Basing herself in The Bronx, New York, alongside her fellow marathon runner and husband Worku Beyi, she began to compete in road races in the United States in 2009. She won the Fairfield Half Marathon in June and in July she was the runner-up in the women's section of the Buffalo 4-Mile Chase, That September she won the Charleston Distance Classic 15-miler and then made her debut over the marathon, winning on her first try at the Quad Cities Marathon with a time of 2:44:22 hours. Two months later she ran at the New York City Marathon and came seventh, significantly improving her best time to 2:35:54 hours. In an untraditional decision for an elite runner, she ran her third marathon in the space of three months at the California International Marathon and she won the race in a time of 2:32:17 hours.

She began 2010 with a personal best of 1:12:50 hours to win at the Naples Half Marathon and a win at the National Marathon to Fight Breast Cancer in Jacksonville Beach followed soon after. She extended her winning streak to seven straight wins by taking the women's titles at the Broad Street Run, Newport 10000, UAE Healthy Kidney 10K, Grandma's Marathon (with a personal best run of 2:31:35), and the Fairfield Half Marathon. She was tenth at the Peachtree Road Race on July 4, but returned to her winning ways at the Buffalo 4-Miler and Chris Thater Memorial 5K. Deba secured her third marathon win of the year at the Twin Cities Marathon in Minneapolis in October, running a personal best of 2:27:23 hours and beating second placed Svetlana Ponomarenko by almost eight minutes. She returned to the major race at the 2010 New York City Marathon and came tenth, although her time of 2:29:55 hours was her second run under the 2:30:00-mark. As in the previous year, she closed the season at the California Marathon and she retained her title, bringing her yearly tally to four marathon wins in five appearances.

==2011==
At the beginning of 2011, Deba defeated pre-race favourite Mare Dibaba to win the Los Angeles Marathon. She took a second straight victory at the Newport 10000 and then repeated that feat at the Healthy Kidney 10K in New York. She started the San Diego Marathon with a quick pace and reached the halfway marker in 1:09:53 hours.
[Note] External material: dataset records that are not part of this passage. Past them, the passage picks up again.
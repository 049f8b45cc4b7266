use super::pes::{parse_pci_times, parse_pes_header, Packet, PacketCursor};
use super::types::*;
use crate::config::Tolerances;
use crate::error::{DvdError, Result};
use crate::format::{Domain, SectorSource};
use crate::ifo::VtsIfo;
use log::{debug, info};
use md5::{Digest, Md5};
use std::io::Write;
use std::path::{Path, PathBuf};

/// Extracts elementary streams from the program stream of one title's
/// cell sectors.
pub struct PsDemuxer<'a, S: SectorSource> {
    source: &'a mut S,
    tolerances: Tolerances,
}

impl<'a, S: SectorSource> PsDemuxer<'a, S> {
    /// Creates a demuxer over a sector source.
    pub fn new(source: &'a mut S, tolerances: Tolerances) -> Self {
        Self { source, tolerances }
    }

    /// Dumps the AC3 elementary stream of `track` for the given cell
    /// list into `out`, byte-exact.
    ///
    /// Returns the audio offset relative to the video in seconds,
    /// derived from the first audio packet's PTS against the playback
    /// unit start time. Diagnostic only; the stream is not shifted.
    pub fn dump_ac3(
        &mut self,
        vts_nr: usize,
        vts: &VtsIfo,
        cells: &[(u16, u8)],
        track: usize,
        out: &mut dyn Write,
    ) -> Result<f64> {
        let mut sectors = vts.sectors_for_cells(cells);
        if sectors.is_empty() {
            return Err(DvdError::Resource(format!(
                "no sectors mapped for cells {:?} of vts {}",
                cells, vts_nr
            )));
        }
        let last_real_sector_i = sectors.len() - 1;

        let extra = self.read_ahead(vts_nr, vts, *sectors.last().unwrap(), track)?;
        if !extra.is_empty() {
            debug!("read-ahead appends {} trailing sectors", extra.len());
        }
        sectors.extend(extra);

        let data = self.source.read_sectors(vts_nr, Domain::Title, &sectors)?;
        let mut cursor = PacketCursor::new(&data);

        // Unit times default to 0 until the first navigation packet,
        // mirroring how a missing PCI shows up as a sync failure on
        // the first video packet rather than a silent skip.
        let mut start_pts = 0u64;
        let mut end_pts = 0u64;
        let mut first_video = true;
        let mut first_audio = true;
        let mut audio_offset = 0.0f64;
        let window = self.tolerances.sync_window_pts;

        while let Some((pkt_start, pkt)) = cursor.next_packet()? {
            let ii = cursor.sector_index(pkt_start) + 1;
            match pkt {
                Packet::Pack | Packet::System => {}
                Packet::Private2(body) => match body.first() {
                    Some(&NAV_PCI) if ii <= last_real_sector_i => {
                        let times = parse_pci_times(&body[1..])?;
                        start_pts = times.start_pts;
                        end_pts = times.end_pts;
                    }
                    // PCI past the real cell range and DSI seek tables
                    // carry nothing this walk needs.
                    Some(&NAV_PCI) | Some(&NAV_DSI) => {}
                    other => {
                        return Err(DvdError::StructuralParse(format!(
                            "unknown navigation sub-stream id {:?}",
                            other.copied()
                        )))
                    }
                },
                Packet::Video(body) => {
                    let hdr = parse_pes_header(body)?;
                    if first_video {
                        if hdr.pts != Some(start_pts) {
                            return Err(DvdError::StructuralParse(format!(
                                "first video packet pts {:?} does not match unit start {}",
                                hdr.pts, start_pts
                            )));
                        }
                        first_video = false;
                    }
                }
                Packet::Private1(body) => {
                    let hdr = parse_pes_header(body)?;
                    let payload = hdr.payload;
                    let Some(&id) = payload.first() else { continue };
                    if !(SUBSTREAM_AC3_FIRST..=SUBSTREAM_AC3_LAST).contains(&id)
                        || (id - SUBSTREAM_AC3_FIRST) as usize != track
                    {
                        continue;
                    }
                    if payload.len() < 4 {
                        return Err(DvdError::StructuralParse(
                            "audio sub-stream header truncated".to_string(),
                        ));
                    }
                    let pts = hdr.pts.ok_or_else(|| {
                        DvdError::StructuralParse(
                            "audio sub-stream packet without pts".to_string(),
                        )
                    })?;
                    let first_acc_unit =
                        u16::from_be_bytes([payload[2], payload[3]]) as usize;

                    let mut write = true;
                    let mut skip = 0usize;
                    let packet_end_pts = pts + window;

                    if first_audio {
                        if packet_end_pts > start_pts {
                            audio_offset = (window as f64 - packet_end_pts as f64
                                + start_pts as f64)
                                / PTS_HZ as f64;
                            info!("audio offset: {}", audio_offset);
                            skip = first_acc_unit.saturating_sub(1);
                            first_audio = false;
                        } else {
                            // Packet ends before the unit starts; its
                            // frames belong to an earlier cell.
                            write = false;
                        }
                    }

                    if write {
                        if ii >= last_real_sector_i && pts >= end_pts {
                            // Trailing packet: only the bytes up to
                            // the first access unit belong to us.
                            let end = (4 + first_acc_unit.saturating_sub(1)).min(payload.len());
                            out.write_all(&payload[4..end])?;
                            break;
                        }
                        let from = (4 + skip).min(payload.len());
                        out.write_all(&payload[from..])?;
                    }
                }
            }
        }

        Ok(audio_offset)
    }

    /// Decides whether the last cell's final audio frame spills past
    /// its declared sectors and, if so, which playback-unit sectors to
    /// append.
    ///
    /// Scans the first playback unit behind the cell range until an
    /// audio packet of `track` starts at or after the unit start time.
    /// A first audio packet already aligned with the unit start means
    /// the cut is seamless and nothing extra is needed.
    fn read_ahead(
        &mut self,
        vts_nr: usize,
        vts: &VtsIfo,
        last_sector: u32,
        track: usize,
    ) -> Result<Vec<u32>> {
        let Some(first_behind) = vts.vobu_admap.iter().position(|&s| s > last_sector) else {
            return Ok(Vec::new());
        };
        let first = vts.vobu_admap[first_behind];
        let second = if first_behind + 1 < vts.vobu_admap.len() {
            vts.vobu_admap[first_behind + 1]
        } else {
            vts.last_sector()
        };
        let vobu_sectors: Vec<u32> = (first..=second).collect();

        let data = self
            .source
            .read_sectors(vts_nr, Domain::Title, &vobu_sectors)?;
        let mut cursor = PacketCursor::new(&data);

        let mut start_pts: Option<u64> = None;
        let mut needs_extra = false;
        let mut first_audio = true;
        let mut end_sector = None;

        while let Some((pkt_start, pkt)) = cursor.next_packet()? {
            match pkt {
                Packet::Pack | Packet::System | Packet::Video(_) => {}
                Packet::Private2(body) => match body.first() {
                    Some(&NAV_PCI) => {
                        start_pts = Some(parse_pci_times(&body[1..])?.start_pts);
                    }
                    Some(&NAV_DSI) => {}
                    other => {
                        return Err(DvdError::StructuralParse(format!(
                            "unknown navigation sub-stream id {:?}",
                            other.copied()
                        )))
                    }
                },
                Packet::Private1(body) => {
                    let hdr = parse_pes_header(body)?;
                    let Some(&id) = hdr.payload.first() else { continue };
                    if !(SUBSTREAM_AC3_FIRST..=SUBSTREAM_AC3_LAST).contains(&id)
                        || (id - SUBSTREAM_AC3_FIRST) as usize != track
                    {
                        continue;
                    }
                    let pts = hdr.pts.ok_or_else(|| {
                        DvdError::StructuralParse(
                            "audio sub-stream packet without pts".to_string(),
                        )
                    })?;
                    let unit_start = start_pts.ok_or_else(|| {
                        DvdError::StructuralParse(
                            "audio packet before any navigation packet".to_string(),
                        )
                    })?;
                    if first_audio {
                        needs_extra = unit_start != pts;
                        first_audio = false;
                    }
                    if unit_start <= pts {
                        end_sector = Some(cursor.sector_index(pkt_start) + 1);
                        break;
                    }
                }
            }
        }

        match (needs_extra, end_sector) {
            (true, Some(n)) => Ok(vobu_sectors[..n].to_vec()),
            _ => Ok(Vec::new()),
        }
    }
}

/// Content-addressed cache path for a whole-title AC3 dump, so that
/// repeated splits of the same title reuse one demux pass.
pub fn dump_cache_path(
    cache_dir: &Path,
    disc: &str,
    cells: &[(u16, u8)],
    vts: usize,
    track: usize,
) -> PathBuf {
    let mut hasher = Md5::new();
    hasher.update(disc.as_bytes());
    for &(vob, cell) in cells {
        hasher.update(vob.to_be_bytes());
        hasher.update([cell]);
    }
    hasher.update((vts as u64).to_be_bytes());
    hasher.update((track as u64).to_be_bytes());
    cache_dir.join(format!("{:x}.ac3", hasher.finalize()))
}
use super::types::*;
use crate::av::Fps;
use crate::error::{DvdError, Result};
use crate::utils::{BeReader, BitReader};

// Sector pointers in the VMG / VTSI management tables.
const VMG_TT_SRPT: usize = 0x00C4;
const VTS_PTT_SRPT: usize = 0x00C8;
const VTS_PGCI: usize = 0x00CC;
const VTS_C_ADT: usize = 0x00E0;
const VTS_VOBU_ADMAP: usize = 0x00E4;

// Absolute offsets in the VTSI_MAT.
const VTSI_VIDEO_ATTR: usize = 0x0200;
const VTSI_NR_AUDIO: usize = 0x0202;
const VMG_NR_VTS: usize = 0x003E;

/// Parses the VMG navigation file (VIDEO_TS.IFO): the number of title
/// sets and the global title table.
pub fn parse_ifo0(data: &[u8]) -> Result<(u16, Vec<TitleInfo>)> {
    let mut r = BeReader::new(data);

    r.seek(VMG_NR_VTS)?;
    let num_vts = r.read_u16()?;

    r.goto_sector_ptr(VMG_TT_SRPT)?;
    let num_titles = r.read_u16()?;
    r.skip(2)?; // reserved
    let _end = r.read_u32()?;

    let mut titles = Vec::with_capacity(num_titles as usize);
    for _ in 0..num_titles {
        let _title_type = r.read_u8()?;
        let nr_of_angles = r.read_u8()?;
        let nr_of_ptts = r.read_u16()?;
        r.skip(2)?; // parental mask
        let title_set_nr = r.read_u8()?;
        let vts_ttn = r.read_u8()?;
        let title_set_sector = r.read_u32()?;

        titles.push(TitleInfo {
            nr_of_angles,
            nr_of_ptts,
            title_set_nr,
            vts_ttn,
            title_set_sector,
        });
    }

    Ok((num_vts, titles))
}

/// Parses one VTS navigation file (VTS_xx_0.IFO).
pub fn parse_vts(data: &[u8]) -> Result<VtsIfo> {
    let (video_attr, audio_attr) = parse_vtsi_mat(data)?;
    let program_chains = parse_pgci(data)?;
    let vobu_admap = parse_vobu_admap(data)?;
    let cell_adt = parse_c_adt(data)?;
    let ptt_srpt = parse_ptt_srpt(data)?;

    Ok(VtsIfo {
        video_attr,
        audio_attr,
        program_chains,
        cell_adt,
        vobu_admap,
        ptt_srpt,
    })
}

fn parse_vtsi_mat(data: &[u8]) -> Result<(VideoAttr, Vec<AudioAttr>)> {
    let mut r = BeReader::new(data);

    r.seek(VTSI_VIDEO_ATTR)?;
    let vb0 = r.read_u8()?;
    let vb1 = r.read_u8()?;
    let video_attr = VideoAttr {
        mpeg_version: (vb0 & 0b1100_0000) >> 6,
        video_format: (vb0 & 0b0011_0000) >> 4,
        picture_size: (vb1 & 0b0011_0000) >> 4,
    };

    r.seek(VTSI_NR_AUDIO)?;
    let num_audio = r.read_u16()?;
    if num_audio > 8 {
        return Err(DvdError::StructuralParse(format!(
            "title set declares {} audio streams, at most 8 are addressable",
            num_audio
        )));
    }

    let mut audio_attr = Vec::with_capacity(num_audio as usize);
    for _ in 0..num_audio {
        let buf = r.read_bytes(8)?;

        let mut bits = BitReader::new(buf);
        let format_code = bits.read_bits(3)? as u8;
        bits.skip_bits(1)?; // multichannel extension
        let lang_type = bits.read_bits(2)? as u8;

        let codec = match format_code {
            0 => AudioCodec::Ac3,
            4 => AudioCodec::Lpcm,
            other => AudioCodec::Other(other),
        };

        let language = if lang_type != 0 {
            String::from_utf8_lossy(&buf[2..4]).into_owned()
        } else {
            "xx".to_string()
        };

        audio_attr.push(AudioAttr { codec, language });
    }

    Ok((video_attr, audio_attr))
}

fn parse_pgci(data: &[u8]) -> Result<Vec<ProgramChain>> {
    let mut r = BeReader::new(data);
    r.goto_sector_ptr(VTS_PGCI)?;
    let table_base = r.position();

    let nr_pgcs = r.read_u16()?;
    r.skip(2)?; // reserved
    let _end = r.read_u32()?;

    let mut pgcs = Vec::with_capacity(nr_pgcs as usize);
    for _ in 0..nr_pgcs {
        let _category = r.read_u32()?;
        let offset = r.read_u32()? as usize;
        let next_entry = r.position();

        let pgc_base = table_base + offset;
        r.seek(pgc_base)?;
        r.skip(2)?; // reserved
        let num_programs = r.read_u8()?;
        let num_cells = r.read_u8()?;
        r.skip(8)?; // playback time + prohibited user ops

        let mut audio_control = Vec::with_capacity(8);
        for _ in 0..8 {
            let ac = r.read_u8()?;
            r.skip(1)?;
            audio_control.push(AudioControl {
                available: ac & 0x80 != 0,
                number: ac & 0x07,
            });
        }

        r.skip(32 * 4)?; // subpicture stream control

        let next_pgc_nr = r.read_u16()?;
        let prev_pgc_nr = r.read_u16()?;
        let group_pgc_nr = r.read_u16()?;
        let playback_mode = r.read_u8()?;
        let still_time = r.read_u8()?;

        r.skip(16 * 4)?; // color palette

        let _offset_commands = r.read_u16()?;
        let offset_program = r.read_u16()? as usize;
        let offset_playback = r.read_u16()? as usize;
        let offset_position = r.read_u16()? as usize;

        r.seek(pgc_base + offset_program)?;
        let mut program_map = Vec::with_capacity(num_programs as usize);
        for _ in 0..num_programs {
            program_map.push(r.read_u8()?);
        }

        r.seek(pgc_base + offset_position)?;
        let mut cell_position = Vec::with_capacity(num_cells as usize);
        for _ in 0..num_cells {
            let vob_id = r.read_u16()?;
            r.skip(1)?;
            let cell_id = r.read_u8()?;
            cell_position.push(CellPosition { vob_id, cell_id });
        }

        r.seek(pgc_base + offset_playback)?;
        let mut cell_playback = Vec::with_capacity(num_cells as usize);
        for _ in 0..num_cells {
            let flags = r.read_u8()?;
            r.skip(3)?; // block flags reserved + still time + command nr
            let hour = r.read_u8()?;
            let minute = r.read_u8()?;
            let second = r.read_u8()?;
            let frame_u = r.read_u8()?;
            let first_sector = r.read_u32()?;
            let first_ilvu_end_sector = r.read_u32()?;
            let last_vobu_start_sector = r.read_u32()?;
            let last_sector = r.read_u32()?;

            cell_playback.push(CellPlayback {
                block_mode: BlockMode::from_bits((flags & 0b1100_0000) >> 6),
                block_type: (flags & 0b0011_0000) >> 4,
                seamless_play: flags & 0b1000 != 0,
                interleaved: flags & 0b0100 != 0,
                seamless_angle: flags & 0b0001 != 0,
                playback_time: playback_time(hour, minute, second, frame_u)?,
                first_sector,
                first_ilvu_end_sector,
                last_vobu_start_sector,
                last_sector,
            });
        }

        pgcs.push(ProgramChain {
            program_map,
            cell_position,
            cell_playback,
            audio_control,
            next_pgc_nr,
            prev_pgc_nr,
            group_pgc_nr,
            still_time,
            playback_mode,
        });

        r.seek(next_entry)?;
    }

    Ok(pgcs)
}

/// Decodes a cell playback time field. The two rate bits of the frame
/// byte admit exactly the PAL (0b01) and NTSC (0b11) encodings.
fn playback_time(hour: u8, minute: u8, second: u8, frame_u: u8) -> Result<PlaybackTime> {
    let fps = match frame_u >> 6 {
        0b01 => Fps::PAL,
        0b11 => Fps::NTSC_FILM,
        code => {
            return Err(DvdError::StructuralParse(format!(
                "unrecognized frame rate code {:#04b} in cell playback time",
                code
            )))
        }
    };

    Ok(PlaybackTime {
        hour,
        minute,
        second,
        frames: frame_u & 0x3F,
        fps,
    })
}

fn parse_vobu_admap(data: &[u8]) -> Result<Vec<u32>> {
    let mut r = BeReader::new(data);
    r.goto_sector_ptr(VTS_VOBU_ADMAP)?;
    let end = r.read_u32()? as usize;

    let count = (end + 1).checked_sub(4).ok_or_else(|| {
        DvdError::StructuralParse("vobu_admap end offset shorter than its header".into())
    })? / 4;

    let mut admap = Vec::with_capacity(count);
    for _ in 0..count {
        admap.push(r.read_u32()?);
    }
    Ok(admap)
}

fn parse_c_adt(data: &[u8]) -> Result<Vec<CellAddress>> {
    let mut r = BeReader::new(data);
    r.goto_sector_ptr(VTS_C_ADT)?;
    let _nr_vobs = r.read_u16()?;
    r.skip(2)?; // reserved
    let end = r.read_u32()? as usize;

    let count = (end + 1).checked_sub(6).ok_or_else(|| {
        DvdError::StructuralParse("cell address table end offset shorter than its header".into())
    })? / 12;

    let mut table = Vec::with_capacity(count);
    for _ in 0..count {
        let vob_id = r.read_u16()?;
        let cell_id = r.read_u8()?;
        r.skip(1)?; // reserved
        let start_sector = r.read_u32()?;
        let last_sector = r.read_u32()?;
        table.push(CellAddress {
            vob_id,
            cell_id,
            start_sector,
            last_sector,
        });
    }
    Ok(table)
}

fn parse_ptt_srpt(data: &[u8]) -> Result<Vec<Vec<PttEntry>>> {
    let mut r = BeReader::new(data);
    r.goto_sector_ptr(VTS_PTT_SRPT)?;
    let num_titles = r.read_u16()? as usize;
    r.skip(2)?; // reserved
    let end = r.read_u32()? as usize;

    // Title offsets are relative to the table start; rebase them onto
    // the flat chapter-pointer array that follows the offset block.
    let correction = num_titles * 4 + 8;

    let mut starts = Vec::with_capacity(num_titles);
    for _ in 0..num_titles {
        let off = r.read_u32()? as usize;
        let rebased = off.checked_sub(correction).ok_or_else(|| {
            DvdError::StructuralParse("chapter pointer offset before table body".into())
        })?;
        starts.push(rebased / 4);
    }

    let total_ptts = (end + 1).checked_sub(correction).ok_or_else(|| {
        DvdError::StructuralParse("chapter pointer table end offset shorter than its header".into())
    })? / 4;

    let mut all_ptts = Vec::with_capacity(total_ptts);
    for _ in 0..total_ptts {
        let pgcn = r.read_u16()?;
        let pgn = r.read_u16()?;
        all_ptts.push(PttEntry { pgcn, pgn });
    }

    starts.push(all_ptts.len());
    let mut titles = Vec::with_capacity(num_titles);
    for i in 0..num_titles {
        let (lo, hi) = (starts[i], starts[i + 1]);
        if lo > hi || hi > all_ptts.len() {
            return Err(DvdError::StructuralParse(format!(
                "chapter pointer slice {}..{} out of bounds for title {}",
                lo,
                hi,
                i + 1
            )));
        }
        titles.push(all_ptts[lo..hi].to_vec());
    }
    Ok(titles)
}

impl DiscStructure {
    /// Parses a disc from the raw bytes of its navigation files:
    /// the VMG file plus one file per title set, in title-set order.
    pub fn parse<B: AsRef<[u8]>>(ifo0: &[u8], vts_files: &[B]) -> Result<Self> {
        let (num_vts, titles) = parse_ifo0(ifo0)?;

        if vts_files.is_empty() && num_vts > 0 {
            return Err(DvdError::Resource(
                "no title set navigation files supplied".into(),
            ));
        }
        if vts_files.len() != num_vts as usize {
            return Err(DvdError::Resource(format!(
                "disc declares {} title sets, {} navigation files supplied",
                num_vts,
                vts_files.len()
            )));
        }

        let mut vts = Vec::with_capacity(vts_files.len());
        for file in vts_files {
            vts.push(parse_vts(file.as_ref())?);
        }

        Ok(DiscStructure { titles, vts })
    }
}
Her second half was not as fast but she still won the race in a new personal best of 2:23:31 hours – a time that also beat Joan Benoit's record for the fastest marathon in California, set at the 1984 Olympic marathon more than 26 years earlier. Deba had also surpassed the best time set by her husband, who remarked: "I will try harder to get the record back. I will not sleep anymore". Two months later she came third at the Beach to Beacon 10K. She placed second at the 2011 New York City Marathon with her new personal best, 2:23:19 hours.

==2012==
She was set to compete at the 2012 Boston Marathon but was a late withdrawal due to a foot injury. She returned to competition in 2013 at the Houston Marathon and her run of 2:24:26 hours was enough for second place behind Merima Mohammed.

==2014==
In 2014, Deba ran the New York Half in 1:08:59, and won the 2014 Boston Marathon in 2:19:59, a title awarded in December 2016 after Rita Jeptoo was disqualified over doping. In April 2024, The Wall Street Journal reported she was still awaiting payment of the winner's prize money for her first place finish in that event, as well as the bonus for setting the women's course record. In May 2024, businessman Doug Guyer paid the missing prize money after reading the Journal article and urged Marathon organizers to pay the remaining bonus.

On November 2, 2014, Deba placed 9th among the women's field in the TCS New York City Marathon with a time of 2:31:40.

==2015==
In 2015, Deba finished third in the Boston Marathon with a time of 2:25:09.